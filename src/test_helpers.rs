//! Shared test utilities.
//!
//! Synthetic images for codec and pipeline tests. Nothing here touches
//! fixtures on disk; every image is generated and written into the caller's
//! temp directory.
//!
//! # Usage
//!
//! ```rust
//! use crate::test_helpers::*;
//!
//! let tmp = tempfile::TempDir::new().unwrap();
//! let path = write_test_image(tmp.path(), "in.png", 400, 200);
//! ```

use image::{DynamicImage, Rgba, RgbaImage};
use std::path::{Path, PathBuf};

// =========================================================================
// Pixel sources
// =========================================================================

/// An opaque RGBA gradient: red rises left to right, green top to bottom.
///
/// Every row and column differs, so flips, crops and rotations are visible.
pub fn gradient(width: u32, height: u32) -> DynamicImage {
    let img = RgbaImage::from_fn(width, height, |x, y| {
        let r = (x * 255 / width.max(1)) as u8;
        let g = (y * 255 / height.max(1)) as u8;
        Rgba([r, g, 128, 255])
    });
    DynamicImage::ImageRgba8(img)
}

// =========================================================================
// Files
// =========================================================================

/// Write a gradient image into `dir`, format chosen by `name`'s extension.
///
/// JPEG is written as RGB since the encoder has no alpha channel.
pub fn write_test_image(dir: &Path, name: &str, width: u32, height: u32) -> PathBuf {
    let path = dir.join(name);
    let img = gradient(width, height);
    let is_jpeg = matches!(
        path.extension().and_then(|e| e.to_str()),
        Some("jpg" | "jpeg")
    );
    let result = if is_jpeg {
        DynamicImage::ImageRgb8(img.to_rgb8()).save(&path)
    } else {
        img.save(&path)
    };
    result.unwrap_or_else(|e| panic!("failed to write {}: {e}", path.display()));
    path
}
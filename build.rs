fn main() {
    // Re-run if git HEAD changes (new commits, checkouts, etc.)
    println!("cargo:rerun-if-changed=.git/HEAD");
    println!("cargo:rerun-if-changed=.git/refs/");

    let hash = std::process::Command::new("git")
        .args(["rev-parse", "--short", "HEAD"])
        .output()
        .ok()
        .filter(|o| o.status.success())
        .map(|o| String::from_utf8_lossy(&o.stdout).trim().to_string())
        .unwrap_or_default();

    let on_tag = std::process::Command::new("git")
        .args(["describe", "--exact-match", "--tags", "HEAD"])
        .output()
        .ok()
        .is_some_and(|o| o.status.success());

    println!("cargo:rustc-env=GIT_HASH={hash}");
    println!("cargo:rustc-env=ON_RELEASE_TAG={on_tag}");
}
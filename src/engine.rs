//! Engine lifecycle.
//!
//! The host calls [`init_engine`] once before running pipelines and
//! [`shutdown_engine`] once when done. The pipeline itself never calls
//! either; it only assumes the engine is up.

use crate::imaging::{FormatSupport, ImageCodec, Registry, registry};
use tracing::info;

/// Build the registry and log which formats `codec` can read and write.
///
/// Calling it again is harmless.
pub fn init_engine<C: ImageCodec>(codec: &C) -> &'static Registry {
    let registry = registry();
    info!(
        transformations = registry.list().len(),
        "image-alter engine started; {}",
        format_banner(&codec.formats())
    );
    registry
}

pub fn shutdown_engine() {
    info!("image-alter engine stopped");
}

/// `"read: JPEG, PNG; write: JPEG, PNG, AVIF"`
pub fn format_banner(formats: &[FormatSupport]) -> String {
    let names = |pick: fn(&FormatSupport) -> bool| {
        let names: Vec<&str> = formats
            .iter()
            .filter(|f| pick(f))
            .map(|f| f.format.name())
            .collect();
        if names.is_empty() {
            "none".to_string()
        } else {
            names.join(", ")
        }
    };
    format!("read: {}; write: {}", names(|f| f.read), names(|f| f.write))
}
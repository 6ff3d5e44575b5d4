//! Tracing subscriber setup for the binary.
//!
//! `RUST_LOG` wins when set; otherwise the configured level applies. Logs go
//! to stderr so stdout stays free for command output.

use serde::{Deserialize, Serialize};
use std::io;
use thiserror::Error;
use tracing_subscriber::filter::{EnvFilter, ParseError};
use tracing_subscriber::layer::SubscriberExt;
use tracing_subscriber::util::{SubscriberInitExt, TryInitError};

#[derive(Error, Debug)]
pub enum LoggingError {
    #[error("invalid log filter: {0}")]
    Filter(#[from] ParseError),
    #[error("can't install log subscriber: {0}")]
    Init(#[from] TryInitError),
}

/// Log line format.
#[derive(Debug, Clone, Copy, PartialEq, Eq, Default, Serialize, Deserialize)]
#[serde(rename_all = "lowercase")]
pub enum LogFormat {
    #[default]
    Pretty,
    Json,
}

/// Build the filter: `RUST_LOG` if set and valid, else `level`.
pub fn build_filter(level: &str) -> Result<EnvFilter, ParseError> {
    EnvFilter::try_from_default_env().or_else(|_| EnvFilter::try_new(level))
}

/// Install the global subscriber. Fails if one is already installed.
pub fn init(level: &str, format: LogFormat) -> Result<(), LoggingError> {
    let filter = build_filter(level)?;
    let registry = tracing_subscriber::registry().with(filter);
    match format {
        LogFormat::Pretty => registry
            .with(tracing_subscriber::fmt::layer().with_writer(io::stderr))
            .try_init()?,
        LogFormat::Json => registry
            .with(tracing_subscriber::fmt::layer().json().with_writer(io::stderr))
            .try_init()?,
    }
    Ok(())
}

#[cfg(test)]
mod tests {
    use super::*;

    #[test]
    fn filter_directive_is_validated() {
        assert!(EnvFilter::try_new("image_alter=debug,info").is_ok());
        assert!(EnvFilter::try_new("image_alter=loudest").is_err());
    }
}
//! Pure Rust codec built on the `image` crate.
//!
//! Everything is statically linked into the binary.
//!
//! ## Crate mapping
//!
//! | Operation | Crate / function |
//! |---|---|
//! | Decode (JPEG, PNG, GIF, WebP, TIFF, BMP) | `image::ImageReader` with guessed format |
//! | Encode → JPEG / PNG / AVIF | dedicated encoders, quality-aware |
//! | Encode → GIF / WebP / TIFF / BMP | `DynamicImage::write_to` (quality ignored) |
//! | Rotate by quarter turns, flip, flop | `DynamicImage::rotate90` etc. |
//! | Arbitrary rotation, swirl | inverse pixel mapping, nearest sample |
//! | Crop / resize | `crop_imm`, `resize_exact` (Lanczos3 or Triangle) |
//! | Blur, sharpen, unsharpen, enhance, contrast | `image` built-ins and 3x3 kernels |
//! | Despeckle, equalize, normalize, solarize, threshold, sepia, oil paint | per-pixel passes below |

use super::backend::{CodecError, Dimensions, FormatSupport, ImageCodec};
use super::format::{Format, OutputFormat};
use super::params::{CropRect, Filter, Quality, Resampling};
use image::codecs::avif::AvifEncoder;
use image::codecs::jpeg::JpegEncoder;
use image::codecs::png::{CompressionType, FilterType as PngFilter, PngEncoder};
use image::imageops::FilterType;
use image::{DynamicImage, GrayImage, ImageFormat, ImageReader, Rgba, RgbaImage};
use std::io::Cursor;
use std::path::Path;
use tracing::info;

/// Contrast change (percent) applied by one contrast step.
const CONTRAST_STEP: f32 = 12.0;

/// A decoded image plus the format it was read from.
#[derive(Debug, Clone)]
pub struct Picture {
    pub image: DynamicImage,
    pub source_format: Option<ImageFormat>,
}

impl Picture {
    fn derive(&self, image: DynamicImage) -> Picture {
        Picture {
            image,
            source_format: self.source_format,
        }
    }
}

/// Codec using the `image` crate ecosystem.
///
/// See the [module docs](self) for the crate-to-operation mapping.
pub struct RustCodec;

impl RustCodec {
    pub fn new() -> Self {
        Self
    }
}

impl Default for RustCodec {
    fn default() -> Self {
        Self::new()
    }
}
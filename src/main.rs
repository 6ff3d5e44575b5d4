use clap::{Parser, Subcommand};
use image_alter::imaging::{ImageCodec, RustCodec};
use image_alter::pipeline::{self, PipelineRequest};
use image_alter::request::{self, RequestError};
use image_alter::{config, engine, logging, output};
use rayon::prelude::*;
use std::path::{Path, PathBuf};
use tracing::error;

fn version_string() -> &'static str {
    let on_tag = env!("ON_RELEASE_TAG");
    if on_tag == "true" {
        env!("CARGO_PKG_VERSION")
    } else {
        let hash = env!("GIT_HASH");
        if hash.is_empty() {
            "dev@unknown"
        } else {
            // Leaked once; called exactly once at startup
            Box::leak(format!("dev@{hash}").into_boxed_str())
        }
    }
}

#[derive(Parser)]
#[command(name = "image-alter")]
#[command(about = "Apply an ordered pipeline of named transformations to an image")]
#[command(long_about = "\
Apply an ordered pipeline of named transformations to an image

Each transformation is picked by name (case-insensitive) and takes an
optional argument. Steps run in order; the first failing step aborts the
request and nothing is written.

Actions on the command line:

  -a grayscale                      # bare name
  -a rotate=45                      # name=ARG, ARG parsed as JSON
  -a crop=[0.1,0.1,0.9,0.9]         # relative [x1, y1, x2, y2]
  -a '{\"scale\":{\"maxwidth\":800}}'   # one-key JSON object

Request files for 'run':

  {
    \"file\": \"dawn.jpg\",            # relative to the request file
    \"format\": \"png\",               # optional; default from file extension
    \"quality\": 80,                 # optional; clamped to 0-100
    \"actions\": [\"grayscale\", {\"rotate\": 45}]
  }

Output is written as img.<ext> when converting, or under the source's own
name when the format is kept.

Run 'image-alter list' for every transformation and 'image-alter gen-config'
to generate a documented config.toml.")]
#[command(version = version_string())]
struct Cli {
    /// Directory holding config.toml
    #[arg(long, default_value = ".", global = true)]
    config_dir: PathBuf,

    /// Output directory (overrides output.dir from config)
    #[arg(long, global = true)]
    output_dir: Option<PathBuf>,

    #[command(subcommand)]
    command: Command,
}

#[derive(Subcommand)]
enum Command {
    /// Transform a single image
    Transform {
        /// Image to read
        file: PathBuf,
        /// Output format (jpeg, png, gif, webp, tiff, bmp, avif); default from extension
        #[arg(long)]
        format: Option<String>,
        /// Encode quality, clamped to 0-100; default from config
        #[arg(long, allow_hyphen_values = true)]
        quality: Option<i64>,
        /// Transformation step, repeatable; applied in order
        #[arg(short = 'a', long = "action")]
        actions: Vec<String>,
    },
    /// Run JSON request files, in parallel when more than one is given
    Run {
        #[arg(required = true)]
        requests: Vec<PathBuf>,
    },
    /// List transformations and supported formats
    List {
        /// Print the catalog as a single `name -- doc | …` line
        #[arg(long)]
        oneline: bool,
    },
    /// Print a stock config.toml with all options documented
    GenConfig,
}

fn main() -> Result<(), Box<dyn std::error::Error>> {
    let cli = Cli::parse();

    if let Command::GenConfig = cli.command {
        print!("{}", config::stock_config_toml());
        return Ok(());
    }

    let config = config::load_config(&cli.config_dir)?;
    logging::init(&config.logging.level, config.logging.format)?;
    let output_dir = cli
        .output_dir
        .clone()
        .unwrap_or_else(|| PathBuf::from(&config.output.dir));
    let default_quality = config.output.quality as i64;

    let codec = RustCodec::new();
    let registry = engine::init_engine(&codec);

    let result: Result<(), Box<dyn std::error::Error>> = match cli.command {
        Command::Transform {
            file,
            format,
            quality,
            actions,
        } => {
            let steps = actions
                .iter()
                .map(|spec| request::parse_action_spec(spec))
                .collect::<Result<Vec<_>, _>>()?;
            let request = PipelineRequest {
                source: file,
                format,
                quality: quality.or(Some(default_quality)),
                steps,
            };
            let result = pipeline::run_pipeline_with_codec(&codec, &request, &output_dir);
            output::print_result(&request, &result);
            result.map(|_| ()).map_err(Into::into)
        }
        Command::Run { requests } => {
            init_thread_pool(&config.processing);
            run_requests(&codec, &requests, &output_dir, default_quality)
        }
        Command::List { oneline } => {
            if oneline {
                println!("{}", output::actions_doc(registry.list()));
            } else {
                output::print_list(registry.list(), &codec.formats());
            }
            Ok(())
        }
        Command::GenConfig => Ok(()),
    };

    engine::shutdown_engine();
    result
}

/// Run every request file, each in its own output subdirectory.
fn run_requests<C: ImageCodec>(
    codec: &C,
    paths: &[PathBuf],
    output_dir: &Path,
    default_quality: i64,
) -> Result<(), Box<dyn std::error::Error>> {
    let dirs = request::request_output_dirs(paths, output_dir);

    let outcomes: Vec<(PathBuf, Result<_, RequestError>)> = paths
        .par_iter()
        .zip(dirs.par_iter())
        .map(|(path, dir)| {
            let outcome = request::load_request(path).map(|mut request| {
                request.quality = request.quality.or(Some(default_quality));
                let result = pipeline::run_pipeline_with_codec(codec, &request, dir);
                (request, result)
            });
            (path.clone(), outcome)
        })
        .collect();

    let mut failed = 0;
    for (path, outcome) in &outcomes {
        match outcome {
            Ok((request, result)) => {
                output::print_result(request, result);
                if result.is_err() {
                    failed += 1;
                }
            }
            Err(e) => {
                error!("{}: {}", path.display(), e);
                println!("{}: invalid request", path.display());
                println!("    Error: {}", e);
                failed += 1;
            }
        }
    }

    println!();
    println!("{}", output::format_summary(outcomes.len(), failed));
    if failed > 0 {
        return Err(format!("{failed} of {} requests failed", outcomes.len()).into());
    }
    Ok(())
}

/// Initialize the rayon thread pool based on processing config.
///
/// Caps at the number of available CPU cores: config can constrain down, not up.
fn init_thread_pool(processing: &config::ProcessingConfig) {
    let threads = config::effective_threads(processing);
    rayon::ThreadPoolBuilder::new()
        .num_threads(threads)
        .build_global()
        .ok();
}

::::::::

**Work to be completed**
Search term "println": count the lines of the listing in which it appears, and give the number with nothing further.

**Task result**
9